Webber thou goest...

I just saw "Cats" for the first time the other night, and I have to admit, it's not as horrendous as I've always feared. The fact that I was drinking helped, admittedly, but the show doesn't actually make you want to slash your wrists. And in context, the old cat singing "Memory" actually redeems that song from the Muzak Hell where people like Barbara Streisand, Barry Manilow and Celine Dion have sent it.

On the other hand, you know what gets really irritating? People repeating nonsense words over and over (and over and over and over). For example, jellicle jellicle jellicle jellicle jellicle jellicle jellicle jellicle jellicle jellicle jellicle jellicle jellicle jellicle jellicle jellicle.

Oh, and by the way. Jellicle.

"Cats" opened up on the West End in 1981, and was Lloyd Webber's fourth successful staged musical (preceeded by Joseph and the Amazing Technicolor Dreamcoat, Jesus Christ Superstar and Evita - there was also Jeeves, based on the Jeeves and Wooster novels by P.G. Wodehouse, but it closed after only three weeks).

Say what you want about Sir Andrew Lloyd Webber (Baron Lloyd-Webber of Sydmonton, in Hampshire), but he's composed 13 musicals, two film scores, a song cycle, a set of variations, and a Latin Requiem Mass. He has also earned six Tony Awards, seven Olivier Awards, three Grammies, an Academy Award, one Golden Globe and the Kennedy Center Honors (and has been nominated for each more times than I can count).

He's also a known plagiarist, accused by people from Roger Waters of Pink Floyd to Christian singer-songwriter Ray Repp. In fact, Lloyd Webber settled out of court with the estate of Giacomo Puccini (Tosca, La Boheme, Madame Butterfly) for an undisclosed amount.

Know why? Remember "Music of the Night," the big number from Phantom of the Opera? This is a brief excerpt from a little-known Puccini opera called Girl of the Golden West. Pay close attention about 44 seconds into it.



Anyway, Lloyd Webber has been married three times; he met his second wife, Sarah Brightman, while still married to his first wife, Sarah Hugill (so he's got a thing for Sarah's - there are worse kinks...), and married her within 4 months of his divorce being finalized. He, in fact, wrote the part of Christine DaaƩ in Phantom specifically for Brightman, and she has since gone on to relative success in the "I want to be taken far more seriously than I deserve" category of pop music.

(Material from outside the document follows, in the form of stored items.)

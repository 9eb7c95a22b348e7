// Tailoring pipeline: keyword-driven reordering, fact-locked rewrites, and
// cover-letter generation. All completion calls go through llm_client.

pub mod cover_letter;
pub mod fact_lock;
pub mod handlers;
pub mod prompts;
pub mod tailor;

Not blessed with a particularly strong voice or a talent for finding the right note consistently, Ms Brightman also has a dark and ugly past she'd probably like to forget. See, before she met Lloyd Webber, she was a dancer, first on the British TV show Top of the Pops with their house dancers, Pan's People, and later as the lead in the leather-and-grinding group Hot Gossip.

(I remember Hot Gossip as a staple on The Kenny Everett All-Electric Video Show, the perfect British series for an adolescent boy - edgier, and funnier, I thought, than Benny Hill, the two shows actually used to make fun of each other; you might even have seen some of these sketches on Benny Hill and had no idea what they were doing. For some reason, the show never caught on in the States, although you can occasionally find it on more progressive PBS stations late at night.)

What Ms Brightman, in her continuing quest for dignity, would probably like to forget, is her disco career from that era. Her first hit, for instance, was the mind-meltingly horrendous "I Lost My Heart to a Starship Trooper."



She followed that up with the non-hit "Adventures Of The Love Crusader," and a truly depressing cover of "My Boyfriend's Back."

She may be reinventing herself as a classic/pop diva, but it's hard to escape your past.